» The problem
Of all the lines in the entries below, give again exactly those starting at the line containing "Some((JobKind::StaleHostNotification, args))" and ending at the line containing "pub struct RunArgs", both ends included, and no others.

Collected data
******************************
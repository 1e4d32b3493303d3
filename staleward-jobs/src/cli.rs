use std::path::PathBuf;
use std::time::Duration;

use clap::{Args, Parser, Subcommand};
use staleward_config::util::parse_duration;
use staleward_core::JobKind;

/// CLI entry point
#[derive(Parser, Debug)]
#[command(name = "staleward")]
#[command(
    about = "Classify inventory hosts by check-in staleness and run the maintenance jobs built on it"
)]
pub struct Cli {
    /// Path to a staleward.toml configuration file
    #[arg(long, global = true, env = "STALEWARD_CONFIG")]
    pub config: Option<PathBuf>,

    /// Path to a .env file (defaults to ./.env when present)
    #[arg(long, global = true)]
    pub env_file: Option<PathBuf>,

    #[command(subcommand)]
    pub command: Command,
}

#[derive(Debug, Subcommand)]
pub enum Command {
    /// Publish a became-stale notification for every stale host
    StaleNotify(RunArgs),
    /// Recompute and write back derived fields, then publish lifecycle
    /// updates for every host that is not culled
    Synchronize(RunArgs),
    /// Fill in missing per-reporter staleness on immutable hosts
    RefreshReporterStaleness(RunArgs),
    /// Inspect or change a tenant's custom staleness policy
    #[command(subcommand)]
    Policy(PolicyCommand),
}

impl Command {
    pub fn job(&self) -> Option<(JobKind, &RunArgs)> {
        match self {
            Command::StaleNotify(args) => {
                Some((JobKind::StaleHostNotification, args))
            }
            Command::Synchronize(args) => Some((JobKind::HostSynchronizer, args)),
            Command::RefreshReporterStaleness(args) => {
                Some((JobKind::ReporterStalenessRefresh, args))
            }
            Command::Policy(_) => None,
        }
    }
}

#[derive(Args, Debug, Clone, Default)]
pub struct RunArgs {
    /// Hosts per storage query (overrides config)
    #[arg(long)]
    pub chunk_size: Option<usize>,

    /// Restrict the run to one tenant
    #[arg(long)]
    pub tenant: Option<String>,

    /// Request id carried in every event's platform metadata
    #[arg(long, env = "REQUEST_ID")]
    pub request_id: Option<String>,
}

#[derive(Debug, Subcommand)]
pub enum PolicyCommand {
    /// Print the policy in force for a tenant
    Get {
        #[arg(long)]
        tenant: String,
    },
    /// Store a custom policy. Thresholds not given keep their current value.
    Set(PolicySetArgs),
    /// Remove a tenant's custom policy so it falls back to the default
    Reset {
        #[arg(long)]
        tenant: String,
    },
}

#[derive(Args, Debug, Clone)]
pub struct PolicySetArgs {
    #[arg(long)]
    pub tenant: String,

    #[arg(long, value_parser = duration_arg)]
    pub conventional_stale: Option<Duration>,
    #[arg(long, value_parser = duration_arg)]
    pub conventional_stale_warning: Option<Duration>,
    #[arg(long, value_parser = duration_arg)]
    pub conventional_culled: Option<Duration>,

    #[arg(long, value_parser = duration_arg)]
    pub immutable_stale: Option<Duration>,
    #[arg(long, value_parser = duration_arg)]
    pub immutable_stale_warning: Option<Duration>,
    #[arg(long, value_parser = duration_arg)]
    pub immutable_culled: Option<Duration>,
}

fn duration_arg(raw: &str) -> Result<Duration, String> {
    parse_duration(raw).map_err(|err| err.to_string())
}
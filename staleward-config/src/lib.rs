//! Configuration for Staleward jobs.
//!
//! Values come from a `.env` file, an optional `staleward.toml`, and the
//! process environment, in increasing precedence. [`ConfigLoader`] composes
//! them into a [`Config`] and runs the guard rails, which reject settings a
//! job cannot run with and collect warnings for the rest.

pub mod loader;
pub mod models;
pub mod util;
pub mod validation;

pub use loader::{
    ConfigLoad, ConfigLoader, ConfigLoaderOptions, error::ConfigLoadError,
};
pub use models::{
    BusConfig, Config, ConfigMetadata, DatabaseConfig, DeltaDurations,
    JobsConfig, MetricsConfig, StalenessConfig,
};
pub use validation::{ConfigGuardRailError, ConfigWarning, ConfigWarnings};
******************************
» Answer for this exercise
                Some((JobKind::StaleHostNotification, args))
            }
            Command::Synchronize(args) => Some((JobKind::HostSynchronizer, args)),
            Command::RefreshReporterStaleness(args) => {
                Some((JobKind::ReporterStalenessRefresh, args))
            }
            Command::Policy(_) => None,
        }
    }
}

#[derive(Args, Debug, Clone, Default)]
pub struct RunArgs {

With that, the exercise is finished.